I now have a much better understanding of Raleigh, thanks to this video:

To recap, Raleigh is a place where it is possible for your kid to take a hip-hop dance class, everybody does fairly well in triathlons, and they hand out walk-on parts in Ironman movies at random to people walking down Fayetteville Street. If you are a member of the upper middle class, Raleigh allows you to cross nearly every item off of your Upper Middle Class Leisure Checklist.

(Sidebar here: Charlotte is practically the same, provided you replace hip-hop dance class with Starbucks, triathlons with CrossFit, and Ironman movies with Homeland episodes.)

Thing is, this is not a video Christmas card. It's an ad for Penn Holderness' video production company disguised as a video Christmas card. Holderness, an anchor for WNCN-TV, is stepping down to do this full time, which you learn at the end of the video, after you've been sucked in by tales of the new family Prius and tales of Penn's recent vasectomy. A quick search of the company's YouTube channel shows they've also started producing videos for the Charlotte-based blogger The Food Babe. One is "Foodbabe: Do You Eat Beaver Butt," which butters you up with The Food Babe sitting on a log in the woods petting a puppet beaver, then drops truth on you by showing you an animal's butthole twice with the accompanying text "Yep, that's a butthole" just for clarity.

But back to the Christmas jammies video. The premise here, that a suburban family made a video Christmas card with amazingly high production values and a cute I'm proud of it dorkiness, gets sort of ruined at the end with the requisite plea to check out a website because the same family that did this can also do this for you, dear company or politician. It's an ad.

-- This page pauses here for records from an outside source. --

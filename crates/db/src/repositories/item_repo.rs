//! Repository for the `items` table.

use sqlx::{PgConnection, PgPool};

use crate::models::item::{CreateItem, ItemRow};

const COLUMNS: &str = "sku, name, category_id, stock_level, created_at, updated_at";

pub struct ItemRepo;

impl ItemRepo {
    pub async fn create(pool: &PgPool, input: &CreateItem) -> Result<ItemRow, sqlx::Error> {
        let query = format!(
            "INSERT INTO items (sku, name, category_id) VALUES ($1, $2, $3) RETURNING {COLUMNS}"
        );
        sqlx::query_as::<_, ItemRow>(&query)
            .bind(input.sku.trim())
            .bind(&input.name)
            .bind(input.category_id)
            .fetch_one(pool)
            .await
    }

    pub async fn find_by_sku(pool: &PgPool, sku: &str) -> Result<Option<ItemRow>, sqlx::Error> {
        let query = format!("SELECT {COLUMNS} FROM items WHERE sku = $1");
        sqlx::query_as::<_, ItemRow>(&query)
            .bind(sku)
            .fetch_optional(pool)
            .await
    }

    /// Recompute `stock_level` as the sum of the item's cell quantities.
    pub async fn refresh_stock_level(conn: &mut PgConnection, sku: &str) -> Result<i64, sqlx::Error> {
        sqlx::query_scalar::<_, i64>(
            "UPDATE items \
             SET stock_level = COALESCE( \
                    (SELECT SUM(quantity)::BIGINT FROM stock_cells WHERE sku = $1), 0), \
                 updated_at = NOW() \
             WHERE sku = $1 \
             RETURNING stock_level",
        )
        .bind(sku)
        .fetch_one(conn)
        .await
    }
}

Fiction sets a high bar. That bar is lowered considerably by non-fiction because mildly outrageous things become CRAZY OUTRAGEOUS because they come with the implicit tagline that this happened in real life. Once you realize that what you're watching isn't a moment captured but a moment contrived, it seems much less interesting. Call it Creeping Kimmelism: The idea that eventually, everything that seems organic and real and innocent will eventually be revealed as an exquisitely disguised hoax or native advertising whose real purpose was to call attention to someone or something. The important part isn't whether it's real. The important thing is that you watch.

I'm a skeptical person. I don't want to be. I want to believe that this girl caught on fire in a twerking accident. I want to believe that an eagle can swoop in and pick up a baby. I want to believe this conversation happened. But they didn't. And somehow, with the truth revealed behind each passing video, tweet or Facebook conversation, real life feels that much more boring.

The business side of me says that every point I've made so far is moot. The video has more than 7 million views in just six days. If the Holdernesses set out to prove that they can make high quality videos that spread like a Colorado wildfire, they've succeeded. Who cares if it's an ad? You watched it, didn't you?

But the romantic in me hopes that someone out there would actually do it just to do it and share with a select group of friends. A guy I know recently showed me a special Christmas card he gets every year. It's fairly standard. There's a nice family photo. The names are listed at the bottom. But a select group of people, maybe ten, get a version where the words "Merry Christmas" are replaced by "F--k Off." It's phenomenal. But it's an inside joke. It's only meant for a small audience.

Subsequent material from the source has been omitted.